(Stored data entries)
::::

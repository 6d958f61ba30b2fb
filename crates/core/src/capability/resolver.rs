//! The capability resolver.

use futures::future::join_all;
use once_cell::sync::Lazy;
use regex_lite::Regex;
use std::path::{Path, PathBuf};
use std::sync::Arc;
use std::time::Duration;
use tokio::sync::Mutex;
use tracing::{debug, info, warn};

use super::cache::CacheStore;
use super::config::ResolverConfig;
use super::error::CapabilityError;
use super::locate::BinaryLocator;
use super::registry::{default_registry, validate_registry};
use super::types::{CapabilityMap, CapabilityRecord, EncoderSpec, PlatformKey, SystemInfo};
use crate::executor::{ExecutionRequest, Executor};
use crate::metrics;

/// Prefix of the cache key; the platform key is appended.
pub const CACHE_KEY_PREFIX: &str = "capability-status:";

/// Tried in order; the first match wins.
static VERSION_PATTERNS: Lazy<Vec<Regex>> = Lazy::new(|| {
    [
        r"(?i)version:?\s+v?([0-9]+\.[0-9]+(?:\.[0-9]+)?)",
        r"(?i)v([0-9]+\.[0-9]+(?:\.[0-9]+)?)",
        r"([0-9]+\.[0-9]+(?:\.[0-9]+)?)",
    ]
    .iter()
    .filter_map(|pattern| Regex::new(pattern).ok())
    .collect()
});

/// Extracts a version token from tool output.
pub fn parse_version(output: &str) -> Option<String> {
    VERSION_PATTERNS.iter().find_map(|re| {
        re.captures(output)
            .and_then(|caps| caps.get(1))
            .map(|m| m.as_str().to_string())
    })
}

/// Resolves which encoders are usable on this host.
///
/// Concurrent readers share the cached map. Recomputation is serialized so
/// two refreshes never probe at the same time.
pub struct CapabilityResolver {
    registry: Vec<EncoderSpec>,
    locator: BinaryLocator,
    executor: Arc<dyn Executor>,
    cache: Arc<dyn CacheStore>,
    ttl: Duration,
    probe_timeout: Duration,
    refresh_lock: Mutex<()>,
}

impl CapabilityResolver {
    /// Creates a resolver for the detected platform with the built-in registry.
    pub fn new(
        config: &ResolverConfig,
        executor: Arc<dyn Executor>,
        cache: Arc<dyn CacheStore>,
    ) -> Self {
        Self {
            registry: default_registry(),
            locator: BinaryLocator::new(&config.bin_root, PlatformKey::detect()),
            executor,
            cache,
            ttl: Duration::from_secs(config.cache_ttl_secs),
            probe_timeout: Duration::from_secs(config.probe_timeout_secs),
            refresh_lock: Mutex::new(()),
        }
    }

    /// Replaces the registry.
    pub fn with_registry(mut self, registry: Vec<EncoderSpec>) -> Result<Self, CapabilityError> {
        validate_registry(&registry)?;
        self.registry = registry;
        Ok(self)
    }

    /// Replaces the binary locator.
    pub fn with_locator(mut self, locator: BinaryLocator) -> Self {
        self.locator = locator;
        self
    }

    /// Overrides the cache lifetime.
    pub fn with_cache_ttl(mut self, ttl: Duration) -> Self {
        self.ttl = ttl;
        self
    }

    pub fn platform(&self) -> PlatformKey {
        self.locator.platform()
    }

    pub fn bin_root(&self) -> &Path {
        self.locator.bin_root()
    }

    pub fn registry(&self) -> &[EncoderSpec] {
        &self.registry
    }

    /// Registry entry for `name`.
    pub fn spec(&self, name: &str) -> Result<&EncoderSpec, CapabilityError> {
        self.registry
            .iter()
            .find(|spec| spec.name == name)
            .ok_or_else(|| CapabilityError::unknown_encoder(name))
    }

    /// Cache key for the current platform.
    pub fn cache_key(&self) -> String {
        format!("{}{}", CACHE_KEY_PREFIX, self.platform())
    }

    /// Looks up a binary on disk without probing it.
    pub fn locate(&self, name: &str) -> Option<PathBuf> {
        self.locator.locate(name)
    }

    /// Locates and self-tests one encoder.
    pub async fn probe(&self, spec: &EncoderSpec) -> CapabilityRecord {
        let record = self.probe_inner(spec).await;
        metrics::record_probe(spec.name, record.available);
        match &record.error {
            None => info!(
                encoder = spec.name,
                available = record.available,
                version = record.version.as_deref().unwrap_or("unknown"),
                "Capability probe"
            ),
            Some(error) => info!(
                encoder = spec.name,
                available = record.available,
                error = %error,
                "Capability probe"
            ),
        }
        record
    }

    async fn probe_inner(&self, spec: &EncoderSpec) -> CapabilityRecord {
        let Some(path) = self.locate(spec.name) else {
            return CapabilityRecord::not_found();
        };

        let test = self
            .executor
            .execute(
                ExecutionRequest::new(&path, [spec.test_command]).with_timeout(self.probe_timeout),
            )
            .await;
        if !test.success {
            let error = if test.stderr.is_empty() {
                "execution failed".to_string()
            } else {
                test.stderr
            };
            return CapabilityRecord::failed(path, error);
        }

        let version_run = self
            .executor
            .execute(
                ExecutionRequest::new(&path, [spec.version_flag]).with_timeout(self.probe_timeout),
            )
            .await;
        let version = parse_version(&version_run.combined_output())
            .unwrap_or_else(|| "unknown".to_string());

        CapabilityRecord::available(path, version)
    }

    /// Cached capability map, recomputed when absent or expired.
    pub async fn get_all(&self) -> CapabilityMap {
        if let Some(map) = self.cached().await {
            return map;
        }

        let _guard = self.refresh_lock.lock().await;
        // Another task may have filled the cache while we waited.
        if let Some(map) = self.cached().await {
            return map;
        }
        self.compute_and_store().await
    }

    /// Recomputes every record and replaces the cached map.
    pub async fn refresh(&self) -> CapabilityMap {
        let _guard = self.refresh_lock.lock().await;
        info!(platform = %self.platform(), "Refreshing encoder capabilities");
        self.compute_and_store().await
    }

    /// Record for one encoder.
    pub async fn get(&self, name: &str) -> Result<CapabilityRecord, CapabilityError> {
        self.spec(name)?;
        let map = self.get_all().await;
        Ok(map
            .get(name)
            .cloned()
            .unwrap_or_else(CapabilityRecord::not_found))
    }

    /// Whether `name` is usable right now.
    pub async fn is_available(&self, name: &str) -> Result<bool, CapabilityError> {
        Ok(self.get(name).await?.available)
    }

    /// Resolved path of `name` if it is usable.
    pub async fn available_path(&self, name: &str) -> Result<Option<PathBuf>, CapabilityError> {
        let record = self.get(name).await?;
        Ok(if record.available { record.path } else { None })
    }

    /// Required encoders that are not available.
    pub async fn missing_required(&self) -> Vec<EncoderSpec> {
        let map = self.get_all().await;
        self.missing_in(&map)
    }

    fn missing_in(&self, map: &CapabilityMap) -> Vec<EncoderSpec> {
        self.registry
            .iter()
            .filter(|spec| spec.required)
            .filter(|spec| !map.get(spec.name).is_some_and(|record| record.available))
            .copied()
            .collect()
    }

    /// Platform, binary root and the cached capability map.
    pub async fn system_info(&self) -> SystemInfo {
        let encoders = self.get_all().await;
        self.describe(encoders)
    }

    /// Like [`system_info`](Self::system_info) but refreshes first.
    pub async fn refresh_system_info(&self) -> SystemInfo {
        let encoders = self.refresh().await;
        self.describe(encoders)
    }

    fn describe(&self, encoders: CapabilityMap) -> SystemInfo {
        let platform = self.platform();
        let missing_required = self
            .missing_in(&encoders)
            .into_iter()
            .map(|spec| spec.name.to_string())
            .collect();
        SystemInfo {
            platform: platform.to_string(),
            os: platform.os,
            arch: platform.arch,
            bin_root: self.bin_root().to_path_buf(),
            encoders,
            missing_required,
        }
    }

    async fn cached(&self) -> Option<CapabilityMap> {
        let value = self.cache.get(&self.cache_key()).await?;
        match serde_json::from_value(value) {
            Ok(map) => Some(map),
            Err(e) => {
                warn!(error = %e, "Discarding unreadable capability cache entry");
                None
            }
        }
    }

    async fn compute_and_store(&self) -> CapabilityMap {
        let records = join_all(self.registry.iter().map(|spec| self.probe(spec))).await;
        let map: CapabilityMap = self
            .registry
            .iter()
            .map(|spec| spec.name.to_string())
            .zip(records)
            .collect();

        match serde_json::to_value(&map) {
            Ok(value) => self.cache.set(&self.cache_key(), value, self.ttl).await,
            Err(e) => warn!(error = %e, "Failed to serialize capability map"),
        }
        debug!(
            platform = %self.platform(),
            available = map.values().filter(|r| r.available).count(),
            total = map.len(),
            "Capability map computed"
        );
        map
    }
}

::::

Report every line of the data above that contains the string "first" by copying it in full.

● **ANSWER BOX**:
/// Tried in order; the first match wins.
    /// Like [`system_info`](Self::system_info) but refreshes first.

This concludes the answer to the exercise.